TORONTO -- Financially better-off individuals seeking a family doctor appear more likely to get an appointment than those who are poor, even though Canada's universal health system offers no monetary incentive for cherry-picking patients, a study suggests.

The study found that individuals who called a physician's office asking to be seen as a new patient were more than 50 per cent more likely to get an appointment if they presented themselves as having a well-paying job.

"Our study provides very strong evidence of discrimination, but it does not identify specific offices that are discriminating," said principal researcher Dr. Stephen Hwang, a specialist in inner-city health at St. Michael's Hospital in Toronto.

"It simply shows that you are more likely to get an appointment if you are of high socioeconomic status," he said. "We think this indicates pretty clearly that there is preferential access to primary care."

To conduct the study, published Monday in the Canadian Medical Association Journal, researchers phoned 375 family physician and general practitioner offices in Toronto, posing as a bank employee or a welfare recipient, either with chronic health conditions or needing only routine care.

"So every physician's office got a call from one person and there were four possible scenarios that they could be randomly assigned to," said Hwang, noting that the doctors' offices were chosen at random and most responses were from receptionists or other administrative staff.

The proportion of calls resulting in an appointment offer was greater for those posing as bank employees -- 23 per cent -- than for those presenting themselves as welfare recipients -- 14 per cent.

When including those who were offered a screening visit or a spot on a waiting list, 37 per cent of so-called better-off callers got a positive response compared to 24 per cent for those of more limited income.

"Typically, the caller who was turned down would be told: 'I'm sorry, but Dr. X is not accepting patients currently' or 'The practice is not open to new patients,"' Hwang said.

"That's what they would be told, but what we observed is that you're more likely to be told that if you're of low socioeconomic status than if you're of high socioeconomic status."

Hwang stressed he was not trying to single out family physicians or suggest they discriminate more than other physicians or professions.

"We don't know if this is a subconscious bias on the part of the receptionist or if they're carrying out instructions that are given to them or if it's conscious bias. We don't know."

Dr. Marie-Dominique Beaulieu, president of the College of Family Physicians of Canada, said her organization promotes patient equality and would frown on any of its 28,000 members across the country choosing patients based on their social or financial profile.

"Socioeconomic status or any other (patient) characteristic shouldn't be considered" when a physician is in a position to accept new patients, Beaulieu said Monday from Montreal, where she practises family medicine.

The study has some limitations, including the fact that doctors' offices were called only once with a single scenario, not twice by two different researchers posing as patients on relatively opposite sides of the socioeconomic coin.

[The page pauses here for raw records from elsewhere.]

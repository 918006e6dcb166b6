//! Drives one task execution: allocates the scratch directory, runs the
//! handler, then tears the directory down unconditionally.

use std::path::PathBuf;
use std::sync::Arc;

use message_bus::BusConnection;
use object_storage::ObjectStorage;
use scheduler_types::{JobId, TaskOutcome};
use tempfile::TempDir;

use crate::context::TaskContext;
use crate::error::HarnessError;
use crate::handler::TaskHandler;

pub struct Harness {
    bus: BusConnection,
    storage: Arc<dyn ObjectStorage>,
    scratch_root: Option<PathBuf>,
}

impl Harness {
    pub fn new(bus: BusConnection, storage: Arc<dyn ObjectStorage>) -> Self {
        Self {
            bus,
            storage,
            scratch_root: None,
        }
    }

    /// Allocate scratch directories under `root` instead of the system temp
    /// directory. Useful when the worker's filesystem layout needs scratch
    /// space to live alongside other per-host state.
    pub fn with_scratch_root(mut self, root: impl Into<PathBuf>) -> Self {
        self.scratch_root = Some(root.into());
        self
    }

    pub async fn run(
        &self,
        job_id: JobId,
        stage_index: u32,
        worker_type: &str,
        hostname: &str,
        argument: serde_json::Value,
        worker_config: serde_json::Value,
        handler: &dyn TaskHandler,
    ) -> Result<TaskOutcome, HarnessError> {
        let prefix = format!("job-{job_id}-");
        let scratch_dir = match &self.scratch_root {
            Some(root) => tempfile::Builder::new().prefix(&prefix).tempdir_in(root)?,
            None => tempfile::Builder::new().prefix(&prefix).tempdir()?,
        };

        let ctx = TaskContext {
            job_id,
            stage_index,
            worker_type: worker_type.to_string(),
            hostname: hostname.to_string(),
            argument,
            worker_config,
            scratch_dir,
            bus: self.bus.clone(),
            storage: self.storage.clone(),
        };

        let outcome = handler.on_task(&ctx).await;
        handler.on_clean(&ctx).await;
        // `ctx` (and its `TempDir`) drops here, removing the scratch
        // directory on every path: normal return, or the caller cancelling
        // this future out from under us.
        Ok(outcome)
    }
}
//! The scheduler: persistence plus the two side effects a state transition
//! can trigger — publishing the next stage's dispatch, and notifying a
//! claimed worker of a remote abort.

use std::sync::Arc;

use message_bus::{declare_durable_queue, publish, BusConnection, PublishOptions};
use persistence::Store;
use scheduler_types::messages::{
    AbortJobRequest, DispatchNext, FocusJobRequest, FocusJobResponse, FocusOutcome, NewJobRequest,
    SystemConfigRequest, SystemConfigResponse, UpdateJobRequest, UpdateJobResponse, YieldJobRequest,
};
use scheduler_types::{queues, JobId, JobLogEntry, SystemLogEntry};
use tracing::{info, warn};

use crate::config::SystemConfig;
use crate::error::SchedulerError;

pub struct Scheduler {
    store: Arc<Store>,
    bus: BusConnection,
    system_config: SystemConfig,
}

impl Scheduler {
    pub fn new(store: Arc<Store>, bus: BusConnection, system_config: SystemConfig) -> Self {
        Self {
            store,
            bus,
            system_config,
        }
    }

    /// Aborts every job left claimed or queued by a previous, now-dead
    /// process. Call once, before serving any RPC.
    pub async fn recover(&self) -> Result<u64, SchedulerError> {
        let swept = self.store.sweep_crashed().await?;
        if swept > 0 {
            info!(swept, "aborted non-terminal jobs left over from a previous run");
        }
        Ok(swept)
    }

    pub fn get_system_config(&self, request: &SystemConfigRequest) -> SystemConfigResponse {
        SystemConfigResponse {
            storage: self.system_config.storage.clone(),
            worker_config: self.system_config.worker_config_for(&request.worker_type),
        }
    }

    pub async fn new_job(&self, request: &NewJobRequest) -> Result<JobId, SchedulerError> {
        let job_id = self.store.new_job(request).await?;
        let first_stage = &request.job_workers[0];
        self.dispatch(job_id, &first_stage.worker_type).await?;
        Ok(job_id)
    }

    pub async fn focus_job(&self, request: &FocusJobRequest) -> Result<FocusJobResponse, SchedulerError> {
        let (outcome, context) = self.store.focus_job(request.job_id, &request.hostname).await?;
        Ok(FocusJobResponse {
            outcome: match outcome {
                persistence::FocusOutcome::Focused => FocusOutcome::Focused,
                persistence::FocusOutcome::Rejected => FocusOutcome::Rejected,
            },
            context,
        })
    }

    pub async fn update_job(&self, request: &UpdateJobRequest) -> Result<UpdateJobResponse, SchedulerError> {
        let outcome = self
            .store
            .update_job(request.job_id, &request.hostname, request.stage_index, &request.deliverable)
            .await?;

        let dispatch = match &outcome.dispatch {
            Some(next) => {
                self.dispatch(next.job_id, &next.next_worker_type).await?;
                Some(DispatchNext {
                    job_id: next.job_id,
                    next_worker_type: next.next_worker_type.clone(),
                })
            }
            None => None,
        };
        Ok(UpdateJobResponse { dispatch })
    }

    /// Marks the job aborted in the store, then — if it was claimed —
    /// notifies the claimant out of band. The database write is the
    /// authoritative outcome; the notification is best-effort, since a
    /// worker that never receives it will still find the job aborted the
    /// next time it calls `update_job`.
    pub async fn abort_job(&self, request: &AbortJobRequest) -> Result<(), SchedulerError> {
        let outcome = self.store.abort_job(request.job_id).await?;
        if let Some(hostname) = outcome.previous_claimant {
            self.notify_command(&queues::abort_queue(&hostname), request.job_id).await;
        }
        Ok(())
    }

    /// Asks a worker to yield its current job at the next cooperative
    /// checkpoint. Purely a courtesy signal: the worker runtime still calls
    /// `update_job` with a yielded deliverable on its own once it acts on it.
    pub async fn yield_job(&self, request: &YieldJobRequest) -> Result<(), SchedulerError> {
        let context = self
            .store
            .get_job(request.job_id)
            .await?
            .ok_or(SchedulerError::NoCurrentStage(request.job_id))?;
        if context.digest.is_claimed() {
            self.notify_command(&queues::yield_queue(&context.digest.current_worker_hostname), request.job_id)
                .await;
        }
        Ok(())
    }

    pub async fn restart_job(&self, job_id: JobId, from_stage: i32) -> Result<(), SchedulerError> {
        self.store.restart_job(job_id, from_stage).await?;
        let context = self
            .store
            .get_job(job_id)
            .await?
            .ok_or(SchedulerError::NoCurrentStage(job_id))?;
        let stage = context.current_stage().ok_or(SchedulerError::NoCurrentStage(job_id))?;
        self.dispatch(job_id, &stage.worker_type).await?;
        Ok(())
    }

    pub async fn insert_job_log(&self, entry: &JobLogEntry) -> Result<(), SchedulerError> {
        Ok(self.store.insert_job_log(entry).await?)
    }

    pub async fn insert_system_log(&self, entry: &SystemLogEntry) -> Result<(), SchedulerError> {
        Ok(self.store.insert_system_log(entry).await?)
    }

    pub fn store(&self) -> &Arc<Store> {
        &self.store
    }

    async fn dispatch(&self, job_id: JobId, worker_type: &str) -> Result<(), SchedulerError> {
        let channel = self.bus.channel().await?;
        let queue_name = queues::stage_queue(worker_type);
        declare_durable_queue(&channel, &queue_name).await?;
        let payload = serde_json::to_vec(&job_id)?;
        publish(&channel, &queue_name, &payload, PublishOptions::default()).await?;
        Ok(())
    }

    async fn notify_command(&self, queue_name: &str, job_id: JobId) {
        let result: Result<(), SchedulerError> = async {
            let channel = self.bus.channel().await?;
            declare_durable_queue(&channel, queue_name).await?;
            let payload = serde_json::to_vec(&job_id)?;
            publish(&channel, queue_name, &payload, PublishOptions::default()).await?;
            Ok(())
        }
        .await;

        if let Err(err) = result {
            warn!(%err, queue_name, %job_id, "failed to deliver worker command, relying on the worker's own poll");
        }
    }
}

Hwang conceded that two calls would have been ideal -- providing a "smoking gun" if each caller got a different response -- but there were logistical pitfalls, including time constraints and concern about detection if the calls were made too close together.

"I think we have to take this study for what it is," said Beaulieu, "which is a small study that maybe adds to a body of knowledge, but certainly cannot be considered as conclusive at demonstrating bias."

Unexpectedly, researchers who said they had chronic health conditions -- in this case, diabetes and low back pain -- were more likely to receive appointment offers than those seeking routine care, such as a check-up (24 per cent versus 13 per cent).

"We were very surprised by that," said Hwang, who had hypothesized that patients without complex health problems would be more likely to be accepted as patients.

"We thought because patients with chronic health conditions take more time and more effort that physicians might be preferentially seeking to enrol healthy patients in their practices.

"But we were pleased to see the opposite, that physician offices were appropriately giving priority to people with health problems over those who did not have immediate health problems."

Beaulieu said the fact that patients with complex health-care needs were more likely to be offered an appointment is reassuring.

"So this would not support the idea of cherry-picking," she said.

The study found no evidence that the length of time a doctor had been practising nor the socioeconomic status of the neighbourhood where offices were located had any bearing on whether a patient was accepted.

Hwang said the College of Physicians and Surgeons of Ontario, for one, recommends against doctors cherry-picking patients based on their health status, socioeconomic profile or other factors.

"They say 'it is not appropriate for physicians to screen potential patients because it can compromise public trust in the profession, especially at a time when access to care is a concern."'

The College of Physicians and Surgeons has a clear policy that new patients should be taken on a first-come, first-served basis, but the policy does not appear to be enforced, he said.

"I think the first thing is we need to recognize is ... (that we're) all prone to treating people differently and discriminating," Hwang said.

"Socially, within the realm of health care, we feel that that's inappropriate."